"The one who created you without your cooperation,
will not save you without your cooperation."
There are many reasons Catholics become inactive or leave the faith. There are also many reasons we return. If you have left because you were hurt or offended by someone within the Church, we apologize. We are sorry, as your brothers and sisters in the faith, for any pain we may have individually, or collectively, caused you. Please forgive us. We as individuals within the Church also struggle with our humanness, brokenness, and sins.
How to Come Home:
You can come home to the Catholic Church no matter what the circumstances, To receive the Eucharist, you should be in “communion” with the Church. To determine if you are in communion, or how you can become in communion, it’s best to talk with a priest.
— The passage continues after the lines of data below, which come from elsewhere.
//! Wire types for Perplexity's OpenAI-compatible chat completions.

use brief_core::{
    CitationMetadata, CitationSource, Content, FinishReason, LlmResponse, UsageMetadata,
};
use serde::{Deserialize, Serialize};

/// Chat message.
#[derive(Debug, Clone, Serialize, Deserialize)]
pub(crate) struct Message {
    pub role: String,
    pub content: String,
}

/// Chat completion request.
#[derive(Debug, Clone, Serialize)]
pub(crate) struct ChatCompletionRequest {
    pub model: String,
    pub messages: Vec<Message>,
    #[serde(skip_serializing_if = "Option::is_none")]
    pub temperature: Option<f32>,
    #[serde(skip_serializing_if = "Option::is_none")]
    pub top_p: Option<f32>,
    #[serde(skip_serializing_if = "Option::is_none")]
    pub max_tokens: Option<u32>,
    pub stream: bool,
}

/// Chat completion response, or one streamed chunk of it.
#[derive(Debug, Clone, Deserialize)]
pub(crate) struct ChatCompletionResponse {
    #[serde(default)]
    pub choices: Vec<Choice>,
    #[serde(default)]
    pub usage: Option<Usage>,
    /// URLs the answer cited, in citation-number order.
    #[serde(default)]
    pub citations: Vec<String>,
    /// Richer form of `citations` returned by newer API versions.
    #[serde(default)]
    pub search_results: Vec<SearchResult>,
}

#[derive(Debug, Clone, Deserialize)]
pub(crate) struct Choice {
    #[serde(default)]
    pub message: Option<ChoiceMessage>,
    #[serde(default)]
    pub delta: Option<ChoiceMessage>,
    #[serde(default)]
    pub finish_reason: Option<String>,
}

#[derive(Debug, Clone, Deserialize, Default)]
pub(crate) struct ChoiceMessage {
    #[serde(default)]
    pub content: Option<String>,
}

/// Token usage information.
#[derive(Debug, Clone, Deserialize, Default)]
pub(crate) struct Usage {
    #[serde(default)]
    pub prompt_tokens: u32,
    #[serde(default)]
    pub completion_tokens: u32,
    #[serde(default)]
    pub total_tokens: u32,
}

#[derive(Debug, Clone, Deserialize)]
pub(crate) struct SearchResult {
    #[serde(default)]
    pub title: Option<String>,
    pub url: String,
    #[serde(default)]
    pub date: Option<String>,
}

/// Maps core roles onto chat-completion roles.
pub(crate) fn content_to_message(content: &Content) -> Message {
    let role = match content.role.as_str() {
        "model" | "assistant" => "assistant",
        "system" => "system",
        _ => "user",
    };
    Message { role: role.to_string(), content: content.text() }
}

fn finish_reason(raw: &str) -> FinishReason {
    match raw {
        "stop" => FinishReason::Stop,
        "length" => FinishReason::MaxTokens,
        "content_filter" => FinishReason::Safety,
        _ => FinishReason::Other,
    }
}

fn citations(response: &ChatCompletionResponse) -> Option<CitationMetadata> {
    let citation_sources: Vec<CitationSource> = if response.search_results.is_empty() {
        response
            .citations
            .iter()
            .map(|uri| CitationSource { uri: Some(uri.clone()), title: None, publication_date: None })
            .collect()
    } else {
        response
            .search_results
            .iter()
            .map(|result| CitationSource {
                uri: Some(result.url.clone()),
                title: result.title.clone(),
                publication_date: result.date.clone(),
            })
            .collect()
    };

    if citation_sources.is_empty() { None } else { Some(CitationMetadata { citation_sources }) }
}

fn usage(response: &ChatCompletionResponse) -> Option<UsageMetadata> {
    response.usage.as_ref().map(|u| UsageMetadata {
        prompt_token_count: u.prompt_tokens as i32,
        candidates_token_count: u.completion_tokens as i32,
        total_token_count: u.total_tokens as i32,
    })
}

/// Converts a complete (non-streamed) response.
pub(crate) fn from_response(response: &ChatCompletionResponse) -> LlmResponse {
    let choice = response.choices.first();
    let text = choice
        .and_then(|c| c.message.as_ref())
        .and_then(|m| m.content.clone())
        .unwrap_or_default();

    LlmResponse {
        content: Some(Content::new("model").with_text(text)),
        usage_metadata: usage(response),
        finish_reason: choice
            .and_then(|c| c.finish_reason.as_deref())
            .map(finish_reason)
            .or(Some(FinishReason::Stop)),
        citation_metadata: citations(response),
        partial: false,
        turn_complete: true,
    }
}

/// Converts one streamed chunk. A chunk carrying a finish reason closes the turn.
pub(crate) fn from_chunk(chunk: &ChatCompletionResponse) -> LlmResponse {
    let choice = chunk.choices.first();
    let text = choice
        .and_then(|c| c.delta.as_ref().or(c.message.as_ref()))
        .and_then(|m| m.content.clone())
        .filter(|t| !t.is_empty());
    let finish = choice.and_then(|c| c.finish_reason.as_deref()).map(finish_reason);

    LlmResponse {
        content: text.map(|t| Content::new("model").with_text(t)),
        usage_metadata: usage(chunk),
        finish_reason: finish,
        citation_metadata: citations(chunk),
        partial: finish.is_none(),
        turn_complete: finish.is_some(),
    }
}
//! # brief-telemetry
//!
//! Structured logging for the brief generator, built on `tracing`.
//!
//! ## Usage
//!
//! ```rust
//! use brief_telemetry::{LogFormat, init_telemetry, info};
//!
//! fn main() -> Result<(), Box<dyn std::error::Error>> {
//!     init_telemetry("brief", LogFormat::Pretty)?;
//!     info!(company = "Contoso", "starting brief");
//!     Ok(())
//! }
//! ```

pub mod init;
pub mod spans;

// Re-export tracing macros for convenience
pub use tracing::{Instrument, Span, debug, error, info, instrument, trace, warn};

pub use init::{LogFormat, init_telemetry};
pub use spans::*;
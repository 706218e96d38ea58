use brief_chart::Palette;
use brief_office::DocumentStyle;
use chrono::NaiveDate;
use serde::{Deserialize, Serialize};

/// House style and cover details of a brief.
#[derive(Debug, Clone, PartialEq, Serialize, Deserialize)]
#[serde(default)]
pub struct Branding {
    /// Shown on the cover as "Prepared by: <author>".
    pub author: String,
    /// Last component of the output file name.
    pub file_suffix: String,
    pub confidentiality: String,
    pub font: String,
    pub font_size_pt: f32,
    /// Year the research prompt audits.
    pub target_year: i32,
    #[serde(flatten)]
    pub palette: Palette,
}

impl Default for Branding {
    fn default() -> Self {
        Self {
            author: "Strategy Desk".to_string(),
            file_suffix: "Report".to_string(),
            confidentiality: "Strictly Confidential".to_string(),
            font: "Calibri".to_string(),
            font_size_pt: 11.0,
            target_year: 2026,
            palette: Palette::default(),
        }
    }
}

impl Branding {
    /// Word styles in the brand font, with headings in the primary color.
    pub fn document_style(&self) -> DocumentStyle {
        DocumentStyle {
            font: self.font.clone(),
            font_size_pt: self.font_size_pt,
            accent: self.palette.primary,
            text: self.palette.text,
        }
    }

    /// "Prepared by: <author> | <Month YYYY>".
    pub fn byline(&self, date: NaiveDate) -> String {
        format!("Prepared by: {} | {}", self.author, date.format("%B %Y"))
    }
}
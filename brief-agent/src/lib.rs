//! # brief-agent
//!
//! The two model calls of a strategy brief and everything between them and
//! the finished file.
//!
//! - [`ResearchAgent`] (the Hunter) fetches a forensic audit of the company
//!   from a search-augmented model.
//! - [`StrategyAgent`] (the Architect) turns the research into a typed
//!   [`StrategyMemo`], falling back to a placeholder memo when the model
//!   reply is unusable.
//! - [`compose_report`], [`compose_deck`] and [`template_fields`] map the
//!   memo onto a Word report, a slide deck or template placeholders.
//! - [`Pipeline`] runs the stages in order and returns an [`Artifact`].
//!
//! ```rust,no_run
//! # async fn demo(hunter: std::sync::Arc<dyn brief_core::Llm>, architect: std::sync::Arc<dyn brief_core::Llm>) -> brief_core::Result<()> {
//! use brief_agent::{OutputKind, Pipeline};
//!
//! let pipeline = Pipeline::builder()
//!     .hunter(hunter)
//!     .architect(architect)
//!     .output(OutputKind::Report)
//!     .on_stage(|stage| println!("{}", stage.status()))
//!     .build()?;
//! let artifact = pipeline.run("Contoso").await?;
//! std::fs::write(&artifact.file_name, &artifact.bytes)?;
//! # Ok(())
//! # }
//! ```

mod branding;
mod compose;
mod memo;
mod pipeline;
mod prompts;
mod research;
mod strategy;

pub use branding::Branding;
pub use compose::{ChartMode, Figures, compose_deck, compose_report, financial_chart, template_fields};
pub use memo::{Section, StrategyMemo, parse_memo};
pub use pipeline::{Artifact, OutputKind, Pipeline, PipelineBuilder, Stage, StageCallback, output_file_name};
pub use prompts::{DEFAULT_RESEARCH_PROMPT, DEFAULT_STRATEGY_PROMPT, Prompts};
pub use research::{Research, ResearchAgent};
pub use strategy::{StrategyAgent, StrategyOutcome};
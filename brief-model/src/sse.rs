//! Minimal server-sent-events line splitter.

/// Accumulates raw response bytes and hands back the payload of every
/// complete `data:` line. Bytes are buffered until a newline arrives, so a
/// multi-byte character split across chunks is decoded intact.
#[derive(Debug, Default)]
pub(crate) struct SseBuffer {
    pending: Vec<u8>,
}

impl SseBuffer {
    pub(crate) fn push(&mut self, bytes: &[u8]) -> Vec<String> {
        self.pending.extend_from_slice(bytes);

        let mut events = Vec::new();
        while let Some(line_end) = self.pending.iter().position(|b| *b == b'\n') {
            let line: Vec<u8> = self.pending.drain(..=line_end).collect();
            if let Some(data) = data_payload(&String::from_utf8_lossy(&line)) {
                events.push(data);
            }
        }
        events
    }

    /// Payload of a trailing line that was not newline-terminated.
    pub(crate) fn finish(&mut self) -> Option<String> {
        let rest = std::mem::take(&mut self.pending);
        data_payload(&String::from_utf8_lossy(&rest))
    }
}

fn data_payload(line: &str) -> Option<String> {
    let data = line.trim().strip_prefix("data:")?.trim();
    if data.is_empty() || data == "[DONE]" { None } else { Some(data.to_string()) }
}
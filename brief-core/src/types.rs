use serde::{Deserialize, Serialize};

#[derive(Debug, Clone, PartialEq, Serialize, Deserialize)]
pub struct Content {
    pub role: String,
    pub parts: Vec<Part>,
}

/// One piece of message content.
///
/// Serialized untagged so a text part reads `{"text": "..."}`, the shape both
/// the chat-completions and the Gemini wire formats use.
#[derive(Debug, Clone, PartialEq, Serialize, Deserialize)]
#[serde(untagged)]
pub enum Part {
    Text { text: String },
}

impl Content {
    pub fn new(role: impl Into<String>) -> Self {
        Self { role: role.into(), parts: Vec::new() }
    }

    /// Shorthand for a single-text user message.
    pub fn user(text: impl Into<String>) -> Self {
        Self::new("user").with_text(text)
    }

    pub fn with_text(mut self, text: impl Into<String>) -> Self {
        self.parts.push(Part::Text { text: text.into() });
        self
    }

    /// Concatenates every text part.
    pub fn text(&self) -> String {
        self.parts.iter().filter_map(Part::text).collect()
    }
}

impl Part {
    /// Returns the text content if this is a Text part, None otherwise
    pub fn text(&self) -> Option<&str> {
        match self {
            Part::Text { text } => Some(text.as_str()),
        }
    }

    pub fn text_part(text: impl Into<String>) -> Self {
        Part::Text { text: text.into() }
    }
}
Please also feel very comfortable contacting this office.
Links for Your Review (see the sidebar on the right):
“Catholics Returning Home” is quite extensive and may answer a number of your questions.
“Once Catholic” is an interactive link to a Catholic website.
“Scripture Catholic” is for Christians who believe Scripture “alone” as the basis for authentic revelation. Catholics do not espouse this theology, but we do recognize the need to be able to respond, scripturally, to those who do. This website does a fine job with some of the more common questions.
Divorced Catholics – please click on our “Divorced Catholics”.
If You are a Non-Catholic Seeking to Join the Catholic Church
The normal process is to contact your local parish. They will help you from there. Should you have any questions or concerns before doing so, feel free to contact this office.
The Issue of Authority:
Catholics believe that just as there is one inspired Word of God, there is also one, and only one, inspired interpreter, the Church. The fracture of Christianity into thousands of denominations and non-denominations, sometimes holding beliefs diametrically opposed to each other, confirms the Catholic position. God cannot contradict himself. A significant number of people who enter or return to the Church do so because they seek an authoritative source -- apart from self-interpretation, or their pastor’s personal interpretation -- to guide them.
Scripture, Tradition, and Magisterial Teachings:
The Eastern Orthodox Catholic Church refers to Scripture as “written tradition”. Roman Catholic teachings are often based upon both Scripture and Tradition. Traditions are teachings and customs which have been faithfully handed-on through the centuries. Teachings of the “Magisterium” (the teaching office of the Church) are a component of tradition. They respond to the needs of the Church in each particular age and enable her to proclaim a Gospel that is ever ancient, ever new, and ever able to respond to the changing times.